Gather from the material every line that contains the string "Debug".

__________________________________________________

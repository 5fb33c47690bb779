//! On-disk shape of the run cache.

use std::collections::HashMap;

use serde::{Deserialize, Serialize};

/// One registered running invocation.
#[derive(Debug, Clone, Serialize, Deserialize)]
pub struct RunningEntry {
    pub pid: u32,
    /// Unix start time of the process, recorded at registration as a
    /// fallback for when the live process table cannot be queried.
    pub started_at: i64,
}

/// The whole cache file, keyed by absolute settings-file path.
///
/// Unknown or missing fields deserialize to empty maps, so a malformed or
/// legacy file degrades to a fresh cache instead of an error.
#[derive(Debug, Clone, Default, Serialize, Deserialize)]
#[serde(default)]
pub struct RunCacheState {
    pub running_backups: HashMap<String, RunningEntry>,
    pub successful_run_times: HashMap<String, i64>,
}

__________________________________________________

_Response to this exercise:_
#[derive(Debug, Clone, Serialize, Deserialize)]
#[derive(Debug, Clone, Default, Serialize, Deserialize)]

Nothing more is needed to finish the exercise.